According to a further aspect, a method for transcoding (and a corresponding transcoder) a first bitstream indicative of an audio signal encoded in accordance with a first audio codec system into a second bitstream encoded in accordance with a second audio codec system different from the first audio codec system is described. The method comprises receiving the first bitstream at a first target data rate. The first bitstream may comprise a set of quantized scaled values, a set of encoded scale factors, a first control parameter and a second control parameter. The set of quantized scaled values and the set of encoded scale factors may be indicative of spectral components of the audio signal, and the first control parameter may be indicative of a quantizer used to quantize the set of quantized scaled values. The second control parameter may be indicative of a quantizer to be used by the transcoder to re-quantize the set of quantized scaled values for a second bitstream at a second target data rate. The method may further comprise determining whether the first target data rate is equal to the second target data rate, and determining whether the first control parameter corresponds to the second control parameter. If the first target data rate is equal to the second target data rate and if the first control parameter corresponds to (e.g. is equal in value to) the second control parameter, the method may proceed in determining the second bitstream by copying the set of quantized scaled values, the set of encoded scale factors, and the second control parameter to the second bitstream.

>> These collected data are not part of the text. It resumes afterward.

//! Cross-origin allow-list.
//!
//! Browsers only receive CORS headers for origins on the configured list.
//! Requests without an `Origin` header (curl, mobile clients) pass through untouched.

use axum::http::{HeaderValue, Method, header};
use tower_http::cors::{AllowOrigin, CorsLayer};
use url::Url;

/// One entry of the allow-list.
#[derive(Debug, Clone, PartialEq, Eq)]
pub enum OriginRule {
    /// Matches a single origin, e.g. `http://localhost:5173`.
    Exact(String),

    /// Matches every subdomain of a host, e.g. `https://*.vercel.app`.
    Subdomain { scheme: String, suffix: String },
}

impl OriginRule {
    /// Parse an allow-list entry. Returns `None` if the entry is not a valid origin.
    pub fn parse(raw: &str) -> Option<Self> {
        let (scheme, rest) = raw.split_once("://")?;

        if let Some(domain) = rest.strip_prefix("*.") {
            // Validate the remainder by substituting a concrete label for the wildcard
            let probe = Url::parse(&format!("{scheme}://wildcard.{domain}")).ok()?;
            if probe.path() != "/" || probe.port().is_some() {
                return None;
            }
            return Some(Self::Subdomain {
                scheme: scheme.to_ascii_lowercase(),
                suffix: format!(".{}", domain.to_ascii_lowercase()),
            });
        }

        let url = Url::parse(raw).ok()?;
        if url.host_str().is_none() || url.path() != "/" {
            return None;
        }
        Some(Self::Exact(url.origin().ascii_serialization()))
    }

    pub fn matches(&self, origin: &str) -> bool {
        match self {
            Self::Exact(allowed) => allowed == origin,
            Self::Subdomain { scheme, suffix } => {
                let Ok(url) = Url::parse(origin) else {
                    return false;
                };
                url.scheme() == scheme
                    && url.path() == "/"
                    && url.host_str().is_some_and(|host| host.ends_with(suffix.as_str()))
            }
        }
    }
}

/// Build the CORS layer for the given allow-list.
pub fn cors_layer(rules: Vec<OriginRule>) -> CorsLayer {
    CorsLayer::new()
        .allow_origin(AllowOrigin::predicate(move |origin: &HeaderValue, _| {
            let allowed = origin
                .to_str()
                .is_ok_and(|origin| rules.iter().any(|rule| rule.matches(origin)));
            if !allowed {
                tracing::debug!(?origin, "origin rejected by CORS allow-list");
            }
            allowed
        }))
        .allow_methods([
            Method::GET,
            Method::POST,
            Method::PUT,
            Method::DELETE,
            Method::OPTIONS,
        ])
        .allow_headers([header::AUTHORIZATION, header::CONTENT_TYPE])
        .allow_credentials(true)
}
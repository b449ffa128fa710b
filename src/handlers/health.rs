//! Service banner and health check endpoints.

use axum::Json;
use chrono::{DateTime, Utc};
use serde::Serialize;

/// Banner returned from `/`.
#[derive(Debug, Serialize)]
pub struct BannerResponse {
    pub message: String,
}

/// Health check response.
#[derive(Debug, Serialize)]
pub struct HealthResponse {
    /// Overall service status
    pub status: String,

    /// Current server timestamp
    pub timestamp: DateTime<Utc>,
}

pub async fn banner() -> Json<BannerResponse> {
    Json(BannerResponse {
        message: "Finance Tracker API".to_string(),
    })
}

/// Health check handler.
///
/// Liveness only: the process is up and serving requests.
///
/// # Response (200 OK)
///
/// ```json
/// {
///   "status": "OK",
///   "timestamp": "2025-12-21T19:00:00Z"
/// }
/// ```
pub async fn health_check() -> Json<HealthResponse> {
    Json(HealthResponse {
        status: "OK".to_string(),
        timestamp: Utc::now(),
    })
}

According to another aspect, an audio encoder (and a corresponding method) configured to encode an audio signal in accordance with an E-AC-3 or Dolby Digital Plus codec system, thereby yielding a first bitstream at a first target data rate, is described. The audio encoder may be configured to determine a snroffset parameter for the first target data rate in accordance with the E-AC-3 or Dolby Digital Plus codec system. Furthermore, the encoder may be configured to derive a convsnroffset parameter from the snroffset parameter, for enabling a converter to convert the first bitstream into a second bitstream at a second target data rate. The second bitstream may accord to an AC-3 or Dolby Digital codec system, and the first bitstream may comprise the snroffset parameter and the convsnroffset parameter.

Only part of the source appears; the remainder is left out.